EXERCISE AIM ::
The complete listing, repeated precisely, must form the answer.

☆ ☆ ☆

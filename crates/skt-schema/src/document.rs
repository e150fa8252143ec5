//! # Document Loading
//!
//! Reads candidate documents and schemas from disk into the JSON value
//! model. JSON is the default; files ending in `.yaml` or `.yml` are read
//! as YAML straight into the same model, so YAML fixtures validate exactly
//! like their JSON equivalents.

use std::path::Path;

use serde_json::Value;

use crate::error::FixtureError;

/// Read a file to a string, distinguishing a missing path from other IO
/// failures.
pub(crate) fn read_text(path: &Path) -> Result<String, FixtureError> {
    std::fs::read_to_string(path).map_err(|e| FixtureError::from_io(path, e))
}

/// Returns true if the path has a `.yaml` or `.yml` extension.
pub fn is_yaml_path(path: &Path) -> bool {
    matches!(
        path.extension().and_then(|e| e.to_str()),
        Some("yaml") | Some("yml")
    )
}

/// Load a JSON or YAML document into a [`serde_json::Value`].
///
/// # Errors
///
/// - [`FixtureError::NotFound`] if `path` does not exist.
/// - [`FixtureError::Parse`] if the content is not well-formed.
pub fn load_document(path: impl AsRef<Path>) -> Result<Value, FixtureError> {
    let path = path.as_ref();
    let content = read_text(path)?;

    let value = if is_yaml_path(path) {
        parse_yaml(path, &content)?
    } else {
        serde_json::from_str(&content).map_err(|e| FixtureError::Parse {
            path: path.to_path_buf(),
            reason: format!("invalid JSON: {e}"),
        })?
    };

    tracing::debug!(path = %path.display(), "loaded document");
    Ok(value)
}

fn parse_yaml(path: &Path, content: &str) -> Result<Value, FixtureError> {
    serde_yaml::from_str(content).map_err(|e| FixtureError::Parse {
        path: path.to_path_buf(),
        reason: format!("invalid YAML: {e}"),
    })
}
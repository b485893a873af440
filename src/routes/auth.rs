use axum::{
    extract::State,
    http::StatusCode,
    response::{IntoResponse, Json},
};
use validator::Validate;

use crate::{
    config::get_config,
    dto::auth_dto::{LoginPayload, RegisterPayload, TokenResponse},
    dto::user_dto::UserResponse,
    error::Result,
    utils::token::create_access_token,
    AppState,
};

#[axum::debug_handler]
pub async fn register(
    State(state): State<AppState>,
    Json(payload): Json<RegisterPayload>,
) -> Result<impl IntoResponse> {
    payload.validate()?;
    let user = state.user_service.register(payload).await?;
    Ok((StatusCode::CREATED, Json(UserResponse::from(user))))
}

#[axum::debug_handler]
pub async fn login(
    State(state): State<AppState>,
    Json(payload): Json<LoginPayload>,
) -> Result<impl IntoResponse> {
    payload.validate()?;
    let user = state
        .user_service
        .authenticate(&payload.email, &payload.password)
        .await?;
    let token = create_access_token(
        get_config().jwt_secret.as_bytes(),
        &user.id.to_string(),
        user.is_superuser,
    )?;
    Ok(Json(TokenResponse::bearer(token)))
}
use argon2::{
    password_hash::{PasswordHash, PasswordHasher, PasswordVerifier, SaltString},
    Argon2,
};
use rand::rngs::OsRng;

use crate::error::{Error, Result};

pub fn hash_password(plain: &str) -> Result<String> {
    let salt = SaltString::generate(&mut OsRng);
    let hash = Argon2::default()
        .hash_password(plain.as_bytes(), &salt)
        .map_err(|e| Error::Internal(format!("Failed to hash password: {}", e)))?;
    Ok(hash.to_string())
}

pub fn verify_password(plain: &str, hashed: &str) -> Result<bool> {
    let parsed = PasswordHash::new(hashed)
        .map_err(|e| Error::Internal(format!("Stored password hash is invalid: {}", e)))?;
    Ok(Argon2::default()
        .verify_password(plain.as_bytes(), &parsed)
        .is_ok())
}

#[cfg(test)]
mod tests {
    use super::*;

    #[test]
    fn hash_and_verify_roundtrip() {
        let hash = hash_password("correct horse battery staple").unwrap();
        assert!(verify_password("correct horse battery staple", &hash).unwrap());
        assert!(!verify_password("wrong password", &hash).unwrap());
    }

    #[test]
    fn verify_rejects_garbage_hash() {
        assert!(verify_password("anything", "not-a-phc-string").is_err());
    }
}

☆ ☆ ☆

YOUR SOLUTION ::
filename crates/skt-schema/src/document.rs
repository e150fa8252143ec5
//! # Document Loading
//!
//! Reads candidate documents and schemas from disk into the JSON value
//! model. JSON is the default; files ending in `.yaml` or `.yml` are read
//! as YAML straight into the same model, so YAML fixtures validate exactly
//! like their JSON equivalents.

use std::path::Path;

use serde_json::Value;

use crate::error::FixtureError;

/// Read a file to a string, distinguishing a missing path from other IO
/// failures.
pub(crate) fn read_text(path: &Path) -> Result<String, FixtureError> {
    std::fs::read_to_string(path).map_err(|e| FixtureError::from_io(path, e))
}

/// Returns true if the path has a `.yaml` or `.yml` extension.
pub fn is_yaml_path(path: &Path) -> bool {
    matches!(
        path.extension().and_then(|e| e.to_str()),
        Some("yaml") | Some("yml")
    )
}

/// Load a JSON or YAML document into a [`serde_json::Value`].
///
/// # Errors
///
/// - [`FixtureError::NotFound`] if `path` does not exist.
/// - [`FixtureError::Parse`] if the content is not well-formed.
pub fn load_document(path: impl AsRef<Path>) -> Result<Value, FixtureError> {
    let path = path.as_ref();
    let content = read_text(path)?;

    let value = if is_yaml_path(path) {
        parse_yaml(path, &content)?
    } else {
        serde_json::from_str(&content).map_err(|e| FixtureError::Parse {
            path: path.to_path_buf(),
            reason: format!("invalid JSON: {e}"),
        })?
    };

    tracing::debug!(path = %path.display(), "loaded document");
    Ok(value)
}

fn parse_yaml(path: &Path, content: &str) -> Result<Value, FixtureError> {
    serde_yaml::from_str(content).map_err(|e| FixtureError::Parse {
        path: path.to_path_buf(),
        reason: format!("invalid YAML: {e}"),
    })
}
repository b485893a873af440
filename src/routes/auth.rs
use axum::{
    extract::State,
    http::StatusCode,
    response::{IntoResponse, Json},
};
use validator::Validate;

use crate::{
    config::get_config,
    dto::auth_dto::{LoginPayload, RegisterPayload, TokenResponse},
    dto::user_dto::UserResponse,
    error::Result,
    utils::token::create_access_token,
    AppState,
};

#[axum::debug_handler]
pub async fn register(
    State(state): State<AppState>,
    Json(payload): Json<RegisterPayload>,
) -> Result<impl IntoResponse> {
    payload.validate()?;
    let user = state.user_service.register(payload).await?;
    Ok((StatusCode::CREATED, Json(UserResponse::from(user))))
}

#[axum::debug_handler]
pub async fn login(
    State(state): State<AppState>,
    Json(payload): Json<LoginPayload>,
) -> Result<impl IntoResponse> {
    payload.validate()?;
    let user = state
        .user_service
        .authenticate(&payload.email, &payload.password)
        .await?;
    let token = create_access_token(
        get_config().jwt_secret.as_bytes(),
        &user.id.to_string(),
        user.is_superuser,
    )?;
    Ok(Json(TokenResponse::bearer(token)))
}
use argon2::{
    password_hash::{PasswordHash, PasswordHasher, PasswordVerifier, SaltString},
    Argon2,
};
use rand::rngs::OsRng;

use crate::error::{Error, Result};

pub fn hash_password(plain: &str) -> Result<String> {
    let salt = SaltString::generate(&mut OsRng);
    let hash = Argon2::default()
        .hash_password(plain.as_bytes(), &salt)
        .map_err(|e| Error::Internal(format!("Failed to hash password: {}", e)))?;
    Ok(hash.to_string())
}

pub fn verify_password(plain: &str, hashed: &str) -> Result<bool> {
    let parsed = PasswordHash::new(hashed)
        .map_err(|e| Error::Internal(format!("Stored password hash is invalid: {}", e)))?;
    Ok(Argon2::default()
        .verify_password(plain.as_bytes(), &parsed)
        .is_ok())
}

#[cfg(test)]
mod tests {
    use super::*;

    #[test]
    fn hash_and_verify_roundtrip() {
        let hash = hash_password("correct horse battery staple").unwrap();
        assert!(verify_password("correct horse battery staple", &hash).unwrap());
        assert!(!verify_password("wrong password", &hash).unwrap());
    }

    #[test]
    fn verify_rejects_garbage_hash() {
        assert!(verify_password("anything", "not-a-phc-string").is_err());
    }
}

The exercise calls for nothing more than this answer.